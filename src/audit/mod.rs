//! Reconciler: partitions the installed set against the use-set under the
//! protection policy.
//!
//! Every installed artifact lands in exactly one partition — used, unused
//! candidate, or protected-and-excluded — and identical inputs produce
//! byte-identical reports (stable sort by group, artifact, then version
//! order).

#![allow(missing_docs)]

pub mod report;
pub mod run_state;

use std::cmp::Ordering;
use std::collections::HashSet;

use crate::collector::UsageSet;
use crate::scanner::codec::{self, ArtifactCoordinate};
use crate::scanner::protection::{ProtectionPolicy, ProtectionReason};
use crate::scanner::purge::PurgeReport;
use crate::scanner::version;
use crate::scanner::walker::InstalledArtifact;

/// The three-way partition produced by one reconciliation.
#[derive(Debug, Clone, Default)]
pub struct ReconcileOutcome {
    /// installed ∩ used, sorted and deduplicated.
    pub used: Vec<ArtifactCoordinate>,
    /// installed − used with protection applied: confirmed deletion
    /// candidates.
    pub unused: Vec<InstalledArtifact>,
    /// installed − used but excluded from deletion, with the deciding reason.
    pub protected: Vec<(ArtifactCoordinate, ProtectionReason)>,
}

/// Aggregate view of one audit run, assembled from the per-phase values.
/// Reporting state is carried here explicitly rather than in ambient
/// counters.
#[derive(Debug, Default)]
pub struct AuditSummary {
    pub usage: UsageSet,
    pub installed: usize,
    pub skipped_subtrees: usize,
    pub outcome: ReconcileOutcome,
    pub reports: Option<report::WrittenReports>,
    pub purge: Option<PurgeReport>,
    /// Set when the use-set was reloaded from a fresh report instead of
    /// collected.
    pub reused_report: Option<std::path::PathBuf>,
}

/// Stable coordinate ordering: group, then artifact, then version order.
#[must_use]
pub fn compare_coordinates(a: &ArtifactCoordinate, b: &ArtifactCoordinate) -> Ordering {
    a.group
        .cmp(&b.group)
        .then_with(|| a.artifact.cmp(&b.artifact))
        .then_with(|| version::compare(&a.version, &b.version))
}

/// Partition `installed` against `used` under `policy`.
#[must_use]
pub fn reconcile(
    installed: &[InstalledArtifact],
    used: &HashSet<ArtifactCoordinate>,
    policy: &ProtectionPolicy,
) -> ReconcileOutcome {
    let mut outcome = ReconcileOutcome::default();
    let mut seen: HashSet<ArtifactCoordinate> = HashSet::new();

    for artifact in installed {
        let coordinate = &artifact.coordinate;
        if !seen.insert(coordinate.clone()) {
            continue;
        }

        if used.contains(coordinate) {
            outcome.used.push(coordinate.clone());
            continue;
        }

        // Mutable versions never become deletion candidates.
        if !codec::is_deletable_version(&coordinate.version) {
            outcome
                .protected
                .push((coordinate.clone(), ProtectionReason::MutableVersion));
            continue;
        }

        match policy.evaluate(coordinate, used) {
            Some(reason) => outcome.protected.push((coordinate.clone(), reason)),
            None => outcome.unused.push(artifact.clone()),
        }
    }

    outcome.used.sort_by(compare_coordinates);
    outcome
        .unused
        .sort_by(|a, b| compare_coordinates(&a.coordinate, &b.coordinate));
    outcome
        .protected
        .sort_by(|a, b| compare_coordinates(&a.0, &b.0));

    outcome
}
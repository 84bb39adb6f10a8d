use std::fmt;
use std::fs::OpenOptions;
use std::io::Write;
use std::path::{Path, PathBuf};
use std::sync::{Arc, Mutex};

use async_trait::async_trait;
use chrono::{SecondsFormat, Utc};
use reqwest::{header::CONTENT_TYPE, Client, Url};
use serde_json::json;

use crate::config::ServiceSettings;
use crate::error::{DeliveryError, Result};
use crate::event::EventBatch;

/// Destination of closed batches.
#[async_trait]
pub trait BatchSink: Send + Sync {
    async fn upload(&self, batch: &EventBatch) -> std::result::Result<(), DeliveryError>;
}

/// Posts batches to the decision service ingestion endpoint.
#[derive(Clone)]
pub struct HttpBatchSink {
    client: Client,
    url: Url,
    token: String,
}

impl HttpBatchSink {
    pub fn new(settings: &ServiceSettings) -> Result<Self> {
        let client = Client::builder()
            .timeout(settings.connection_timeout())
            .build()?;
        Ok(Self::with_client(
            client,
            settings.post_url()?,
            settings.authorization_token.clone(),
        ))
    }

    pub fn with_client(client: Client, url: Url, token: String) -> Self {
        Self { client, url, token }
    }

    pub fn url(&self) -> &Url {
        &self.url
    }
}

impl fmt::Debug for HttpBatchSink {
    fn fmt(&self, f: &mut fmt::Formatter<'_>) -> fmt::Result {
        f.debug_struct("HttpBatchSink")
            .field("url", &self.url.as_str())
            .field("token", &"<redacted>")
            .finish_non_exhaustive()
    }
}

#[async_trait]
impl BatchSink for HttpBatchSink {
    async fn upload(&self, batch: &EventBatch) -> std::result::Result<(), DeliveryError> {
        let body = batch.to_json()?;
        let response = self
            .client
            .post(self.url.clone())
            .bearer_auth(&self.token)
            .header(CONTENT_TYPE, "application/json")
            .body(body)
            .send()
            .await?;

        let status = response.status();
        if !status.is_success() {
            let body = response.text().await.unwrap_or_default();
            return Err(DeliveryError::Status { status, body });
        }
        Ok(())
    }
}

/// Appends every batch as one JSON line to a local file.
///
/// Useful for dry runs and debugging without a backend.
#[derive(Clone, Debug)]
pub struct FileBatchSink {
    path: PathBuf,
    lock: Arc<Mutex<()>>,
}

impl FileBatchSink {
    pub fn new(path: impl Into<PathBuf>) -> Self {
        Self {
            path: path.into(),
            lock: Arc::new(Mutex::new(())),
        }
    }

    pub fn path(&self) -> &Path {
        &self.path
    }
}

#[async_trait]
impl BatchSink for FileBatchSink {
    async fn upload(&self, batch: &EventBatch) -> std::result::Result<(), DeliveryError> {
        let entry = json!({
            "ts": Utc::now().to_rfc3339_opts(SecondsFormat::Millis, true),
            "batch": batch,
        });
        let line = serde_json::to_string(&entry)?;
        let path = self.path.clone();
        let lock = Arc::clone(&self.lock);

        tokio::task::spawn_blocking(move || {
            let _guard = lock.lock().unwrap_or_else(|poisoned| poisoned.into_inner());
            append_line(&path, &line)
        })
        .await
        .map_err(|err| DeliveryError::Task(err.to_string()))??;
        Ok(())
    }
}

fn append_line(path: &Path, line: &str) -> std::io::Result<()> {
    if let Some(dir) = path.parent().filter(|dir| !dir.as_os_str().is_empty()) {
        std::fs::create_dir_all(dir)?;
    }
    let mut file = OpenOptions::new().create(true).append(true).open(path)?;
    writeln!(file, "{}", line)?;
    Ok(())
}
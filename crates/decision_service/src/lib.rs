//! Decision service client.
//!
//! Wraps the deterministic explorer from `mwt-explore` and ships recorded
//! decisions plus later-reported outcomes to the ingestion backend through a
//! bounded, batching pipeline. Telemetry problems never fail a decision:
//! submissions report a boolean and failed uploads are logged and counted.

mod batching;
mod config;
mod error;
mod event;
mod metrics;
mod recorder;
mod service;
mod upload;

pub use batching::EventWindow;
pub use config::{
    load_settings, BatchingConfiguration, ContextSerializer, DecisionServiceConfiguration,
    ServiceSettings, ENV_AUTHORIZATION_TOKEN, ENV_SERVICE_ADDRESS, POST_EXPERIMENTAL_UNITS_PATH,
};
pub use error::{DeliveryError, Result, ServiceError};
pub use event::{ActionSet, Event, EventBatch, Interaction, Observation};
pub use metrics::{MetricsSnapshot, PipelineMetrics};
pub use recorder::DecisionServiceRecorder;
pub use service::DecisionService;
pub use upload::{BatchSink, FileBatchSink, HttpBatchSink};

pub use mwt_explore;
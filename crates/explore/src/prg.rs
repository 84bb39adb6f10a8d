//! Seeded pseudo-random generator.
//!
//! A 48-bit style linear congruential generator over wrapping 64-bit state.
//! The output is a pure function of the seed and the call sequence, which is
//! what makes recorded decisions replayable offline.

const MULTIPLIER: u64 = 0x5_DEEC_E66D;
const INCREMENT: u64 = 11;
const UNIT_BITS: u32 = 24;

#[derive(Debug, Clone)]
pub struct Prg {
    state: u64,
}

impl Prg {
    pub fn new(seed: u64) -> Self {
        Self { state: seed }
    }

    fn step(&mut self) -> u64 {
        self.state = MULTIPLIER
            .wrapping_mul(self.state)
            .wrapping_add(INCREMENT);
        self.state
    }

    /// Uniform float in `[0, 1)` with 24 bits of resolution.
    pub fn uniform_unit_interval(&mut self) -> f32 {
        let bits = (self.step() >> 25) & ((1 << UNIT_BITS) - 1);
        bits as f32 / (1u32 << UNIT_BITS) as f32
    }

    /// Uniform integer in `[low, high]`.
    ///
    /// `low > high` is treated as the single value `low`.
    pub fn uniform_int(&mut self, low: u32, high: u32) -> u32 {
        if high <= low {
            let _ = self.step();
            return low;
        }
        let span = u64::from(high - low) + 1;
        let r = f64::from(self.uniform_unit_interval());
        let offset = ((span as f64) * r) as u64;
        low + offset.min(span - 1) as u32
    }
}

+++

■ **INSTRUCTIONS TO FOLLOW**
From the records above, pull out each line that has "metrics".

■ **EXERCISE RESPONSE**
mod metrics;
pub use metrics::{MetricsSnapshot, PipelineMetrics};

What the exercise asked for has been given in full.